BEGIN SUPPLIED DATA

//! Memory budget for variable traversal
//!
//! Two counters guard a traversal: nodes visited and estimated bytes. A
//! budget belongs to one adapter instance and is reset at the start of each
//! top-level listing, never in the middle of one.

use serde::Serialize;

use super::error::{InspectError, Suggestion};

/// Node and byte ceilings for one runtime
#[derive(Debug, Clone, Copy, PartialEq, Eq, Serialize)]
#[serde(rename_all = "camelCase")]
pub struct BudgetLimits {
    pub max_nodes: usize,
    pub max_bytes: usize,
}

impl BudgetLimits {
    /// 20,000 nodes / 5 MiB
    pub const DEFAULT: Self = Self {
        max_nodes: 20_000,
        max_bytes: 5 * 1024 * 1024,
    };

    /// 50,000 nodes / 10 MiB, for runtimes with deep widget-tree values
    pub const LARGE: Self = Self {
        max_nodes: 50_000,
        max_bytes: 10 * 1024 * 1024,
    };

    /// Apply optional per-field overrides
    pub fn with_overrides(self, max_nodes: Option<usize>, max_bytes: Option<usize>) -> Self {
        Self {
            max_nodes: max_nodes.unwrap_or(self.max_nodes),
            max_bytes: max_bytes.unwrap_or(self.max_bytes),
        }
    }
}

impl Default for BudgetLimits {
    fn default() -> Self {
        Self::DEFAULT
    }
}

/// Which limit rejected a node
#[derive(Debug, Clone, Copy, PartialEq, Eq, Serialize)]
#[serde(rename_all = "kebab-case")]
pub enum LimitReason {
    NodeLimit,
    ByteLimit,
}

/// Headroom left in the budget
#[derive(Debug, Clone, Copy, PartialEq, Serialize)]
pub struct Remaining {
    pub nodes: usize,
    pub bytes: usize,
    /// Worst-case usage across both counters, 0..=100
    pub percentage: f64,
}

/// Outcome of [`MemoryBudget::add_node`]
#[derive(Debug, Clone, Copy, PartialEq)]
pub enum Admission {
    Accepted(Remaining),
    Rejected {
        reason: LimitReason,
        remaining: Remaining,
    },
}

impl Admission {
    pub fn is_accepted(&self) -> bool {
        matches!(self, Self::Accepted(_))
    }
}

/// Snapshot reported alongside a listing
#[derive(Debug, Clone, Copy, PartialEq, Serialize)]
#[serde(rename_all = "camelCase")]
pub struct BudgetStatus {
    pub current_nodes: usize,
    pub current_bytes: usize,
    pub max_nodes: usize,
    pub max_bytes: usize,
    pub percent_nodes: f64,
    pub percent_bytes: f64,
    pub exhausted: bool,
}

#[derive(Debug, Clone)]
pub struct MemoryBudget {
    limits: BudgetLimits,
    current_nodes: usize,
    current_bytes: usize,
    exhausted: bool,
}

fn percent(current: usize, max: usize) -> f64 {
    if max == 0 {
        100.0
    } else {
        current as f64 / max as f64 * 100.0
    }
}

fn format_bytes(bytes: usize) -> String {
    if bytes >= 1024 * 1024 {
        format!("{:.2}MB", bytes as f64 / (1024.0 * 1024.0))
    } else if bytes >= 1024 {
        format!("{:.2}KB", bytes as f64 / 1024.0)
    } else {
        format!("{bytes}B")
    }
}

impl MemoryBudget {
    pub fn new(limits: BudgetLimits) -> Self {
        Self {
            limits,
            current_nodes: 0,
            current_bytes: 0,
            exhausted: false,
        }
    }

    pub fn limits(&self) -> BudgetLimits {
        self.limits
    }

    pub fn current_nodes(&self) -> usize {
        self.current_nodes
    }

    pub fn current_bytes(&self) -> usize {
        self.current_bytes
    }

    /// Either counter is at its ceiling
    pub fn is_exceeded(&self) -> bool {
        self.current_nodes >= self.limits.max_nodes || self.current_bytes >= self.limits.max_bytes
    }

    /// A node was rejected since the last reset
    pub fn is_exhausted(&self) -> bool {
        self.exhausted
    }

    pub fn remaining(&self) -> Remaining {
        Remaining {
            nodes: self.limits.max_nodes.saturating_sub(self.current_nodes),
            bytes: self.limits.max_bytes.saturating_sub(self.current_bytes),
            percentage: percent(self.current_nodes, self.limits.max_nodes)
                .max(percent(self.current_bytes, self.limits.max_bytes)),
        }
    }

    /// Account for one more node of `bytes` estimated size
    ///
    /// The node limit is checked before the byte limit. Counters only move
    /// when the node is accepted.
    pub fn add_node(&mut self, bytes: usize) -> Admission {
        let before = self.remaining();

        let reason = if self.current_nodes >= self.limits.max_nodes {
            Some(LimitReason::NodeLimit)
        } else if self.current_bytes.saturating_add(bytes) > self.limits.max_bytes {
            Some(LimitReason::ByteLimit)
        } else {
            None
        };

        match reason {
            Some(reason) => {
                self.exhausted = true;
                Admission::Rejected {
                    reason,
                    remaining: before,
                }
            }
            None => {
                self.current_nodes += 1;
                self.current_bytes += bytes;
                Admission::Accepted(self.remaining())
            }
        }
    }

    pub fn reset(&mut self) {
        self.current_nodes = 0;
        self.current_bytes = 0;
        self.exhausted = false;
    }

    pub fn status(&self) -> BudgetStatus {
        BudgetStatus {
            current_nodes: self.current_nodes,
            current_bytes: self.current_bytes,
            max_nodes: self.limits.max_nodes,
            max_bytes: self.limits.max_bytes,
            percent_nodes: percent(self.current_nodes, self.limits.max_nodes),
            percent_bytes: percent(self.current_bytes, self.limits.max_bytes),
            exhausted: self.exhausted,
        }
    }

    /// Human-readable advice about which limit was hit
    pub fn suggestion_text(&self) -> String {
        let node_limit = self.current_nodes >= self.limits.max_nodes;
        let byte_limit = self.current_bytes >= self.limits.max_bytes;
        let advice = "Stream the variables to a file instead.";

        match (node_limit, byte_limit) {
            (true, true) => format!(
                "Data exceeds both limits ({} nodes, {}). {advice}",
                self.current_nodes,
                format_bytes(self.current_bytes)
            ),
            (true, false) => format!(
                "Data exceeds node limit ({} nodes). {advice}",
                self.current_nodes
            ),
            (false, true) => format!(
                "Data exceeds size limit ({}). {advice}",
                format_bytes(self.current_bytes)
            ),
            (false, false) if self.exhausted => format!(
                "Traversal stopped near the size limit ({}). {advice}",
                format_bytes(self.current_bytes)
            ),
            (false, false) => "Stream the variables to a file for complete output.".to_string(),
        }
    }

    /// Streaming suggestion sized from the current byte count
    pub fn streaming_suggestion(&self) -> Suggestion {
        Suggestion::stream_to_file(self.current_bytes)
    }

    pub fn large_data_error(&self) -> InspectError {
        InspectError::large_data(self.current_nodes, self.current_bytes)
            .detail(self.suggestion_text())
    }
}

impl Default for MemoryBudget {
    fn default() -> Self {
        Self::new(BudgetLimits::DEFAULT)
    }
}

#[cfg(test)]
mod tests {
    use super::*;

    fn small(nodes: usize, bytes: usize) -> MemoryBudget {
        MemoryBudget::new(BudgetLimits {
            max_nodes: nodes,
            max_bytes: bytes,
        })
    }

    #[test]
    fn test_accepts_until_node_limit() {
        let mut budget = small(2, 1000);
        assert!(budget.add_node(10).is_accepted());
        assert!(budget.add_node(10).is_accepted());

        match budget.add_node(10) {
            Admission::Rejected { reason, remaining } => {
                assert_eq!(reason, LimitReason::NodeLimit);
                assert_eq!(remaining.nodes, 0);
            }
            other => panic!("expected rejection, got {other:?}"),
        }
        assert_eq!(budget.current_nodes(), 2);
        assert_eq!(budget.current_bytes(), 20);
        assert!(budget.is_exhausted());
    }

    #[test]
    fn test_byte_limit_rejects_without_counting() {
        let mut budget = small(100, 100);
        assert!(budget.add_node(60).is_accepted());

        let admission = budget.add_node(50);
        assert!(matches!(
            admission,
            Admission::Rejected {
                reason: LimitReason::ByteLimit,
                ..
            }
        ));
        assert_eq!(budget.current_nodes(), 1);
        assert_eq!(budget.current_bytes(), 60);
        // still below the ceiling, but the traversal knows it hit the wall
        assert!(!budget.is_exceeded());
        assert!(budget.is_exhausted());

        // a smaller node still fits exactly
        assert!(budget.add_node(40).is_accepted());
        assert!(budget.is_exceeded());
    }

    #[test]
    fn test_node_limit_checked_before_byte_limit() {
        let mut budget = small(1, 10);
        budget.add_node(5);
        match budget.add_node(500) {
            Admission::Rejected { reason, .. } => assert_eq!(reason, LimitReason::NodeLimit),
            other => panic!("expected rejection, got {other:?}"),
        }
    }

    #[test]
    fn test_remaining_reports_worst_case_percentage() {
        let mut budget = small(100, 1000);
        budget.add_node(500);
        let remaining = budget.remaining();
        assert_eq!(remaining.nodes, 99);
        assert_eq!(remaining.bytes, 500);
        assert!((remaining.percentage - 50.0).abs() < f64::EPSILON);
    }

    #[test]
    fn test_reset_clears_counters_and_exhaustion() {
        let mut budget = small(1, 10);
        budget.add_node(5);
        budget.add_node(5);
        assert!(budget.is_exhausted());

        budget.reset();
        assert_eq!(budget.current_nodes(), 0);
        assert_eq!(budget.current_bytes(), 0);
        assert!(!budget.is_exhausted());
        assert!(budget.add_node(5).is_accepted());
    }

    #[test]
    fn test_suggestion_names_the_limit() {
        let mut budget = small(1, 1_000_000);
        budget.add_node(10);
        assert!(budget.suggestion_text().contains("node limit"));

        let mut bytes = small(100, 2048);
        bytes.add_node(2048);
        assert!(bytes.suggestion_text().contains("2.00KB"));
    }

    #[test]
    fn test_overrides_replace_individual_limits() {
        let limits = BudgetLimits::DEFAULT.with_overrides(None, Some(1024));
        assert_eq!(limits.max_nodes, 20_000);
        assert_eq!(limits.max_bytes, 1024);
    }
}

END SUPPLIED DATA

## [EXERCISE]
From the records above, print exactly the lines that run from the line with "Self::new(BudgetLimits::DEFAULT)" to the line with "let mut budget = small(2, 1000);", inclusive.

## [TASK ANSWER]
        Self::new(BudgetLimits::DEFAULT)
    }
}

#[cfg(test)]
mod tests {
    use super::*;

    fn small(nodes: usize, bytes: usize) -> MemoryBudget {
        MemoryBudget::new(BudgetLimits {
            max_nodes: nodes,
            max_bytes: bytes,
        })
    }

    #[test]
    fn test_accepts_until_node_limit() {
        let mut budget = small(2, 1000);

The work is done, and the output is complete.